Come, my body, leap up, while you still can,
onto my knees, into my lap. Come let me pet you,
comfort you and take comfort while there’s time,
while you last. How calm you are: content, it seems,
with your infirmity, your age, in the almost changeless
youth of your soft hide, your pelt and shy quiet,
expressionless as you huddle and crouch for this leap
you can still make, though it’s grown great, this petty
piece of your young and many springs.
Why did I never, body, cherish you enough?
Although I thought I was spending all my minted hours
on you, till I’d cry at the long waste of time, chained
by eyes and tongue, the ends of every extremity,
to your pleasure. Now I can’t recall ever once
kissing you, lying locked in you, deep as I want.

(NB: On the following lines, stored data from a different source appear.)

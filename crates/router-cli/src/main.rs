//! Surround Router - route a 5.1 capture device to stereo outputs
//!
//! Loads the routing preset from the config file, starts the session and
//! runs until `q` or end of input on stdin.
//!
//! ## Command line flags
//!
//! - `--list-devices`: Print usable input and output devices, then exit
//! - `--config <path>`: Use another config file
//! - `--input <name>`: Override the preset's input device
//! - `--save`: Write the routing back to the config file on exit

use std::io::BufRead;
use std::path::PathBuf;
use std::sync::Arc;
use std::thread;

use anyhow::{bail, Context, Result};
use router_core::audio::{CpalBackend, DeviceId};
use router_core::config::{self, RouterConfig};
use router_core::{LevelBroadcaster, Router};

struct Args {
    list_devices: bool,
    config_path: PathBuf,
    input: Option<String>,
    save: bool,
}

fn parse_args() -> Result<Args> {
    let mut args = Args {
        list_devices: false,
        config_path: config::default_config_path(),
        input: None,
        save: false,
    };

    let mut iter = std::env::args().skip(1);
    while let Some(arg) = iter.next() {
        match arg.as_str() {
            "--list-devices" => args.list_devices = true,
            "--save" => args.save = true,
            "--config" => {
                args.config_path = iter.next().context("--config needs a path")?.into();
            }
            "--input" => {
                args.input = Some(iter.next().context("--input needs a device name")?);
            }
            other => bail!("Unknown argument: {}", other),
        }
    }
    Ok(args)
}

fn list_devices(router: &Router) -> Result<()> {
    println!("Inputs (>= 6 channels):");
    for device in router.input_devices()? {
        println!("  {}", device);
    }
    println!("Outputs (>= 2 channels):");
    for device in router.output_devices()? {
        println!("  {}", device);
    }
    Ok(())
}

fn main() -> Result<()> {
    // Initialize logger - set RUST_LOG=debug for verbose output
    env_logger::Builder::from_env(env_logger::Env::default().default_filter_or("info"))
        .format_timestamp_millis()
        .init();

    let args = parse_args()?;
    let config: RouterConfig = config::load_config(&args.config_path);
    let router = Arc::new(Router::new(Arc::new(CpalBackend::new()), config.engine.clone()));

    if args.list_devices {
        return list_devices(&router);
    }

    router.apply_preset(&config.routing);

    let input = args
        .input
        .map(DeviceId::new)
        .or_else(|| router.input_device())
        .context("No input device configured (use --input or set routing.input_device)")?;
    router
        .start(&input)
        .with_context(|| format!("Failed to start with input {}", input))?;

    let broadcaster = LevelBroadcaster::spawn(&router, config.engine.meter_interval())
        .context("Failed to spawn level broadcast thread")?;
    let levels = broadcaster.subscribe(1);
    thread::Builder::new()
        .name("level-log".to_string())
        .spawn(move || {
            for update in levels {
                log::debug!("Levels: in {:?} out {:?}", update.input_levels, update.output_levels);
            }
        })
        .context("Failed to spawn level log thread")?;

    println!("Routing {} - 's' prints the state, 'q' quits", input);
    for line in std::io::stdin().lock().lines() {
        match line?.trim() {
            "q" => break,
            "s" => println!("{}", serde_json::to_string_pretty(&router.snapshot())?),
            _ => {}
        }
    }

    drop(broadcaster);
    router.stop();

    if args.save {
        let saved = RouterConfig {
            routing: router.preset(),
            ..config
        };
        config::save_config(&saved, &args.config_path)?;
        log::info!("Routing saved to {:?}", args.config_path);
    }
    Ok(())
}
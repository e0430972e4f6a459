//! The dedicated engine worker thread
//!
//! Exactly one worker runs per session. Each iteration it:
//! 1. checks the stop flag
//! 2. pulls one input chunk (bounded to one chunk period)
//! 3. applies pending control commands
//! 4. runs the chunk through the engine
//!
//! Commands queued before a chunk arrives therefore apply to that chunk.
//!
//! A failed read skips the chunk. Nothing a chunk does can end the loop:
//! only [`EngineWorker::stop`] does.

use std::panic::{self, AssertUnwindSafe};
use std::sync::atomic::{AtomicBool, Ordering};
use std::sync::Arc;
use std::thread::{self, JoinHandle};
use std::time::{Duration, Instant};

use crate::audio::{chunk_period, AudioError, AudioResult, InputSource};
use crate::types::InputChunk;

use super::command::EngineCommand;
use super::engine::ProcessingEngine;
use super::meters::StatsSnapshot;

/// How often the worker summarises its statistics
const STATS_INTERVAL: Duration = Duration::from_secs(1);

/// Handle to a running engine worker
pub struct EngineWorker {
    stop: Arc<AtomicBool>,
    thread: Option<JoinHandle<()>>,
}

impl EngineWorker {
    /// Move the engine, its input and the command queue onto a new thread
    pub fn spawn(
        engine: ProcessingEngine,
        input: Box<dyn InputSource>,
        commands: rtrb::Consumer<EngineCommand>,
    ) -> AudioResult<Self> {
        let stop = Arc::new(AtomicBool::new(false));
        let stop_flag = stop.clone();

        let thread = thread::Builder::new()
            .name("router-engine".to_string())
            .spawn(move || run(engine, input, commands, &stop_flag))
            .map_err(|e| AudioError::StreamThread(e.to_string()))?;

        Ok(Self {
            stop,
            thread: Some(thread),
        })
    }

    pub fn is_running(&self) -> bool {
        self.thread.as_ref().is_some_and(|t| !t.is_finished())
    }

    /// Signal the loop and wait for it to exit
    ///
    /// The loop observes the flag within one chunk period. When this returns
    /// the input and every output stream owned by the engine are closed.
    pub fn stop(&mut self) {
        self.stop.store(true, Ordering::Release);
        if let Some(thread) = self.thread.take() {
            if thread.join().is_err() {
                log::error!("Engine worker panicked outside the chunk boundary");
            }
        }
    }
}

impl Drop for EngineWorker {
    fn drop(&mut self) {
        self.stop();
    }
}

fn run(
    mut engine: ProcessingEngine,
    mut input: Box<dyn InputSource>,
    mut commands: rtrb::Consumer<EngineCommand>,
    stop: &AtomicBool,
) {
    let mut chunk = InputChunk::silence(engine.chunk_frames());
    let period = chunk_period(engine.chunk_frames(), engine.sample_rate());
    let stats = engine.stats().clone();

    let mut last_report = Instant::now();
    let mut reported = StatsSnapshot::default();

    log::info!(
        "Engine worker running: {} Hz, {} frames/chunk, {} destinations",
        engine.sample_rate(),
        engine.chunk_frames(),
        engine.destination_count()
    );

    while !stop.load(Ordering::Acquire) {
        let read = input.read_chunk(&mut chunk);
        engine.process_commands(&mut commands);

        match read {
            Ok(()) => {
                let processed =
                    panic::catch_unwind(AssertUnwindSafe(|| engine.process_chunk(&chunk)));
                if processed.is_err() {
                    stats.record_panic();
                }
            }
            Err(AudioError::Disconnected) => {
                // The source never recovers; keep polling for stop and commands
                stats.record_input_dropout();
                thread::sleep(period);
            }
            Err(_) => stats.record_input_dropout(),
        }

        if last_report.elapsed() >= STATS_INTERVAL {
            let current = stats.snapshot();
            if current.input_dropouts != reported.input_dropouts
                || current.output_drops != reported.output_drops
                || current.panics_caught != reported.panics_caught
            {
                log::debug!(
                    "Engine: {} chunks, {} input dropouts, {} output drops, {} panics",
                    current.chunks_processed,
                    current.input_dropouts,
                    current.output_drops,
                    current.panics_caught
                );
            }
            reported = current;
            last_report = Instant::now();
        }
    }

    engine.process_commands(&mut commands);
    engine.close_outputs();
    drop(input);
    log::info!("Engine worker stopped");
}
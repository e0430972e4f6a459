//! Lock-free metering shared between the engine worker and the control path
//!
//! The worker is the only writer. Readers on any thread see the most recent
//! chunk's peaks without locking. All operations use `Ordering::Relaxed`
//! since only visibility is needed, not synchronization with other memory.

use std::sync::atomic::{AtomicU32, AtomicU64, Ordering};

use serde::Serialize;

use crate::types::{Sample, INPUT_CHANNELS, OUTPUT_CHANNELS};

/// One peak level stored as `f32` bits
#[derive(Debug, Default)]
pub struct PeakMeter(AtomicU32);

impl PeakMeter {
    pub fn new() -> Self {
        Self::default()
    }

    #[inline]
    pub fn store(&self, level: Sample) {
        self.0.store(level.to_bits(), Ordering::Relaxed);
    }

    #[inline]
    pub fn load(&self) -> Sample {
        Sample::from_bits(self.0.load(Ordering::Relaxed))
    }

    pub fn reset(&self) {
        self.store(0.0);
    }
}

/// Peak levels of the six input channels
#[derive(Debug, Default)]
pub struct InputMeters {
    channels: [PeakMeter; INPUT_CHANNELS],
}

impl InputMeters {
    pub fn new() -> Self {
        Self::default()
    }

    /// Publish one chunk's peaks (worker only)
    #[inline]
    pub fn publish(&self, peaks: &[Sample; INPUT_CHANNELS]) {
        for (meter, &peak) in self.channels.iter().zip(peaks) {
            meter.store(peak);
        }
    }

    pub fn levels(&self) -> [Sample; INPUT_CHANNELS] {
        std::array::from_fn(|channel| self.channels[channel].load())
    }

    pub fn reset(&self) {
        self.channels.iter().for_each(PeakMeter::reset);
    }
}

/// Peak levels of one destination's two buses
#[derive(Debug, Default)]
pub struct OutputMeters {
    buses: [PeakMeter; OUTPUT_CHANNELS],
}

impl OutputMeters {
    pub fn new() -> Self {
        Self::default()
    }

    #[inline]
    pub fn publish(&self, left: Sample, right: Sample) {
        self.buses[0].store(left);
        self.buses[1].store(right);
    }

    /// `[left, right]`
    pub fn levels(&self) -> [Sample; OUTPUT_CHANNELS] {
        [self.buses[0].load(), self.buses[1].load()]
    }

    pub fn reset(&self) {
        self.buses.iter().for_each(PeakMeter::reset);
    }
}

/// Counters the worker keeps instead of logging from the chunk loop
#[derive(Debug, Default)]
pub struct EngineStats {
    chunks_processed: AtomicU64,
    input_dropouts: AtomicU64,
    output_drops: AtomicU64,
    panics_caught: AtomicU64,
}

impl EngineStats {
    pub fn new() -> Self {
        Self::default()
    }

    #[inline]
    pub fn record_chunk(&self) {
        self.chunks_processed.fetch_add(1, Ordering::Relaxed);
    }

    /// An input read failed and the chunk was skipped
    #[inline]
    pub fn record_input_dropout(&self) {
        self.input_dropouts.fetch_add(1, Ordering::Relaxed);
    }

    /// A destination refused or failed a write
    #[inline]
    pub fn record_output_drop(&self) {
        self.output_drops.fetch_add(1, Ordering::Relaxed);
    }

    #[inline]
    pub fn record_panic(&self) {
        self.panics_caught.fetch_add(1, Ordering::Relaxed);
    }

    pub fn snapshot(&self) -> StatsSnapshot {
        StatsSnapshot {
            chunks_processed: self.chunks_processed.load(Ordering::Relaxed),
            input_dropouts: self.input_dropouts.load(Ordering::Relaxed),
            output_drops: self.output_drops.load(Ordering::Relaxed),
            panics_caught: self.panics_caught.load(Ordering::Relaxed),
        }
    }

    pub fn reset(&self) {
        self.chunks_processed.store(0, Ordering::Relaxed);
        self.input_dropouts.store(0, Ordering::Relaxed);
        self.output_drops.store(0, Ordering::Relaxed);
        self.panics_caught.store(0, Ordering::Relaxed);
    }
}

/// Point-in-time copy of [`EngineStats`]
#[derive(Debug, Clone, Copy, Default, PartialEq, Eq, Serialize)]
pub struct StatsSnapshot {
    pub chunks_processed: u64,
    pub input_dropouts: u64,
    pub output_drops: u64,
    pub panics_caught: u64,
}

#[cfg(test)]
mod tests {
    use super::*;

    #[test]
    fn test_peak_meter_roundtrips_exact_bits() {
        let meter = PeakMeter::new();
        assert_eq!(meter.load(), 0.0);
        meter.store(0.123_456_79);
        assert_eq!(meter.load(), 0.123_456_79);
        meter.reset();
        assert_eq!(meter.load(), 0.0);
    }

    #[test]
    fn test_input_meters_publish_and_reset() {
        let meters = InputMeters::new();
        meters.publish(&[0.1, 0.2, 0.3, 0.4, 0.5, 1.5]);
        assert_eq!(meters.levels(), [0.1, 0.2, 0.3, 0.4, 0.5, 1.5]);
        meters.reset();
        assert_eq!(meters.levels(), [0.0; INPUT_CHANNELS]);
    }

    #[test]
    fn test_stats_snapshot() {
        let stats = EngineStats::new();
        stats.record_chunk();
        stats.record_chunk();
        stats.record_output_drop();
        stats.record_panic();

        let snapshot = stats.snapshot();
        assert_eq!(snapshot.chunks_processed, 2);
        assert_eq!(snapshot.input_dropouts, 0);
        assert_eq!(snapshot.output_drops, 1);
        assert_eq!(snapshot.panics_caught, 1);

        stats.reset();
        assert_eq!(stats.snapshot(), StatsSnapshot::default());
    }
}
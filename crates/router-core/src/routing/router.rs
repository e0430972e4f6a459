//! Router - the control-path facade
//!
//! Every control-surface command maps to one method here. The router holds
//! the authoritative [`RoutingState`] and, while a session runs, the
//! producer half of the engine's command queue.
//!
//! # Locking
//!
//! - `lifecycle` serialises the operations that open or close devices
//!   (start, stop, add, remove). It is held across device I/O.
//! - `inner` guards the routing state and the session. It is never held
//!   across device I/O, and the engine worker never takes it.
//!
//! A mutation validates against the state, queues the matching engine
//! command and only then updates the state. A rejected operation therefore
//! leaves both sides unchanged, and an accepted one is applied by the
//! worker at the next chunk boundary.

use std::sync::{Arc, Mutex, MutexGuard, PoisonError};

use basedrop::Owned;

use crate::audio::{
    AudioBackend, AudioDevice, AudioError, DeviceDirection, DeviceId, StreamSettings,
};
use crate::config::{DestinationPreset, EngineConfig, RoutingPreset};
use crate::effect::FilterBand;
use crate::engine::gc::gc_handle;
use crate::engine::{
    command_channel, max_latency_ms, CommandSender, EngineCommand, EngineWorker, MixMatrix,
    ProcessingEngine,
};
use crate::error::{RouterError, RouterResult};
use crate::types::{Bus, INPUT_CHANNELS, OUTPUT_CHANNELS};

use super::state::{LevelsUpdate, RouterSnapshot, RoutingState};

/// A running session
struct Session {
    input: DeviceId,
    sample_rate: u32,
    commands: CommandSender,
    worker: EngineWorker,
}

struct Inner {
    routing: RoutingState,
    session: Option<Session>,
    /// Input of the running session, or of the last one
    input_device: Option<DeviceId>,
}

impl Inner {
    /// Send a command to the running engine, if any
    fn send(&mut self, cmd: EngineCommand) -> RouterResult<()> {
        match self.session.as_mut() {
            Some(session) => session
                .commands
                .send(cmd)
                .map_err(|_| RouterError::CommandQueueFull),
            None => Ok(()),
        }
    }
}

/// Routes a 6-channel input to any number of stereo destinations
pub struct Router {
    backend: Arc<dyn AudioBackend>,
    config: EngineConfig,
    lifecycle: Mutex<()>,
    inner: Mutex<Inner>,
}

fn lock<T>(mutex: &Mutex<T>) -> MutexGuard<'_, T> {
    mutex.lock().unwrap_or_else(PoisonError::into_inner)
}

You’ll die, it won’t be long, body, swiftly
in animal nobility – how you wear your decline unnoticing,
the way a poor man walks in his only shirt to work –
and then, without you, in what mud of my own
making will I linger, falling apart? Purr now
and fuse your old pleasure into crotch of my torso,
palm of my hand, vision of eyes and sag of diaphragm
inseparably; they’re yours. Give me your indifference
that a once forest-wide range comes down
to couch and counter now, and this lap. Give me
your unrepentant having-known
a more-than-ant’s-intimacy with the grass,
a more-than-god’s-innocence in the hunt,
a greater-than-winged-agility in branches
and light. Leap up, body, while you still can,
let me finally hold you, feel you, close enough.
Notes on the Poem
In "Old Pet", AF Moritz presents an aging narrator ruefully contemplating declining physical vigour. Does the poem's main analogy - that the body is a creaky companion animal - make the process seem more tolerable, or less so? The intermittent awkwardness of separating oneself from and addressing one's own body seems to suggest that even at this point in his life, the narrator is still not entirely content and at home in his own skin. While the first line "Come, my body, leap up, while you still can" is a positive enough exhortation (although "while you still can" is a bit ominous), the next line "onto my knees, into my lap. Come let me pet you" is a little unwieldy, if instead of a geriatric feline, you find yourself picturing the narrator leaping into his own lap. And perhaps that's the point. Just as the analogy does not sit entirely comfortably ("chained / by eyes and tongue" might or might not hurt), the wistful remorse that "a once forest-wide range" is now diminished is an uneasy feeling too, whether it is for an actual old pet or for onself.